IMO God "died" on the cross, that is, the Father and Son experienced a true rending, a true death, a true separation. Also, the beatings that men gave Him were but a foretaste of the Father's wrath poured upon the cross while the sky was darkened so that men could not see the suffering... this idea of a "light thing for God" is perhaps best answered this way--stick your feet in a lit fireplace for a few hours and then tell us you've suffered "easy" like Christ--one NT writer reminds his readers they have not yet suffered so greatly they would sweat blood in anticipation...
http://en.wikipedia.org/wiki/Hematidrosis

As a former Christian, I remember being taught that Jesus' death was really harsh. But he was crucified, and hardly the first one to ever undergo such treatment. Crucifixion was common... it was the typical death penalty. You even cited a Wikipedia entry on one of his problems, an entry which was built by study of people who underwent the same problem of sweating blood -- even that wasn't unique. I made no claim (nor am I currently claiming) that Jesus "suffered easy", but let's not exaggerate it, either.

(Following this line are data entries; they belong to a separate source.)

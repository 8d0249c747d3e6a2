use serde::{Deserialize, Serialize};

/// Object classes emitted by the primary detector.
///
/// Serialized as the detector's integer class id (0..=3).
#[derive(Clone, Copy, Debug, PartialEq, Eq, Hash, Serialize, Deserialize)]
#[serde(try_from = "i64", into = "u8")]
pub enum ObjectClass {
    Vehicle,
    Bicycle,
    Person,
    RoadSign,
}

impl ObjectClass {
    pub const ALL: [ObjectClass; 4] = [
        ObjectClass::Vehicle,
        ObjectClass::Bicycle,
        ObjectClass::Person,
        ObjectClass::RoadSign,
    ];

    pub fn class_id(self) -> u8 {
        match self {
            ObjectClass::Vehicle => 0,
            ObjectClass::Bicycle => 1,
            ObjectClass::Person => 2,
            ObjectClass::RoadSign => 3,
        }
    }

    pub fn label(self) -> &'static str {
        match self {
            ObjectClass::Vehicle => "vehicle",
            ObjectClass::Bicycle => "bicycle",
            ObjectClass::Person => "person",
            ObjectClass::RoadSign => "roadsign",
        }
    }
}

impl TryFrom<i64> for ObjectClass {
    type Error = String;

    fn try_from(value: i64) -> Result<Self, Self::Error> {
        match value {
            0 => Ok(ObjectClass::Vehicle),
            1 => Ok(ObjectClass::Bicycle),
            2 => Ok(ObjectClass::Person),
            3 => Ok(ObjectClass::RoadSign),
            other => Err(format!("unknown class_id {}", other)),
        }
    }
}

impl From<ObjectClass> for u8 {
    fn from(class: ObjectClass) -> Self {
        class.class_id()
    }
}

/// One recognized object. Geometry is in frame pixels as reported by the detector.
#[derive(Clone, Debug, PartialEq, Serialize, Deserialize)]
pub struct Detection {
    pub class_id: ObjectClass,
    pub left: f32,
    pub top: f32,
    pub width: f32,
    pub height: f32,
    pub confidence: f32,
}

/// Detection as handed over by the pipeline, before class validation.
#[derive(Clone, Debug, PartialEq, Deserialize)]
pub struct RawDetection {
    pub class_id: i64,
    pub left: f32,
    pub top: f32,
    pub width: f32,
    pub height: f32,
    #[serde(default)]
    pub confidence: f32,
}

impl RawDetection {
    pub fn new(class_id: i64, left: f32, top: f32, width: f32, height: f32, confidence: f32) -> Self {
        Self {
            class_id,
            left,
            top,
            width,
            height,
            confidence,
        }
    }
}

/// Per-frame metadata as delivered by the pipeline.
#[derive(Clone, Debug, Default, Deserialize)]
pub struct FrameMetadata {
    #[serde(alias = "frame")]
    pub frame_id: u64,
    #[serde(default)]
    pub detections: Vec<RawDetection>,
}

/// Immutable result of one ingested frame.
///
/// Wire shape (detections topic and `<base>_meta.json`):
/// `{"frame": <int>, "detections": [...]}`.
#[derive(Clone, Debug, Default, PartialEq, Serialize, Deserialize)]
pub struct DetectionEvent {
    #[serde(rename = "frame", alias = "frame_id")]
    pub frame_id: u64,
    #[serde(default)]
    pub detections: Vec<Detection>,
}

impl DetectionEvent {
    pub fn to_json(&self) -> serde_json::Result<String> {
        serde_json::to_string(self)
    }
}

/// Per-class counts for exactly one frame.
#[derive(Clone, Copy, Debug, Default, PartialEq, Eq)]
pub struct ClassCounters {
    counts: [u32; 4],
}

impl ClassCounters {
    pub fn from_detections(detections: &[Detection]) -> Self {
        let mut counters = Self::default();
        for det in detections {
            counters.counts[det.class_id.class_id() as usize] += 1;
        }
        counters
    }

    pub fn get(&self, class: ObjectClass) -> u32 {
        self.counts[class.class_id() as usize]
    }

    pub fn total(&self) -> u32 {
        self.counts.iter().sum()
    }

    pub fn iter(&self) -> impl Iterator<Item = (ObjectClass, u32)> + '_ {
        ObjectClass::ALL.iter().map(|class| (*class, self.get(*class)))
    }
}

impl std::fmt::Display for ClassCounters {
    fn fmt(&self, f: &mut std::fmt::Formatter<'_>) -> std::fmt::Result {
        write!(
            f,
            "objects={} vehicle={} bicycle={} person={} roadsign={}",
            self.total(),
            self.get(ObjectClass::Vehicle),
            self.get(ObjectClass::Bicycle),
            self.get(ObjectClass::Person),
            self.get(ObjectClass::RoadSign)
        )
    }
}

#[cfg(test)]
mod tests {
    use super::*;

    #[test]
    fn class_id_serializes_as_integer() {
        let det = Detection {
            class_id: ObjectClass::Person,
            left: 1.0,
            top: 2.0,
            width: 3.0,
            height: 4.0,
            confidence: 0.5,
        };
        let json = serde_json::to_value(&det).expect("serialize");
        assert_eq!(json["class_id"], 2);
        assert_eq!(json["confidence"], 0.5);
    }

    #[test]
    fn unknown_class_id_rejected() {
        assert!(ObjectClass::try_from(4).is_err());
        assert!(ObjectClass::try_from(-1).is_err());
        assert_eq!(ObjectClass::try_from(3), Ok(ObjectClass::RoadSign));
    }

    #[test]
    fn event_uses_frame_key() {
        let ev = DetectionEvent {
            frame_id: 42,
            detections: vec![],
        };
        assert_eq!(ev.to_json().unwrap(), r#"{"frame":42,"detections":[]}"#);
    }

    #[test]
    fn frame_metadata_accepts_frame_alias() {
        let meta: FrameMetadata = serde_json::from_str(
            r#"{"frame": 7, "detections": [{"class_id": 0, "left": 1, "top": 2, "width": 3, "height": 4, "confidence": 0.9}]}"#,
        )
        .expect("parse");
        assert_eq!(meta.frame_id, 7);
        assert_eq!(meta.detections.len(), 1);
        assert_eq!(meta.detections[0].class_id, 0);
    }

    #[test]
    fn counters_display_lists_every_class() {
        let counters = ClassCounters::default();
        assert_eq!(
            counters.to_string(),
            "objects=0 vehicle=0 bicycle=0 person=0 roadsign=0"
        );
    }
}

So now let's look at it objectively. I'm sure you wouldn't undergo such suffering... but would you do it for someone you loved? How about for several million people? Even heartless people would do that. And let's assume that death isn't a mystery for you -- you already know where you'll be and what you'll do while dead -- so there's not exactly a fear of death for you. Additionally, it only last 3 days and then you get to rule in Heaven. And you get a legacy for thousands of years on Earth. And you are worshiped for eternity. In return for a day's suffering and a very short death.

Seriously, give up the pity party. Jesus' death was not a great sacrifice. Given those conditions nearly anyone would endure it.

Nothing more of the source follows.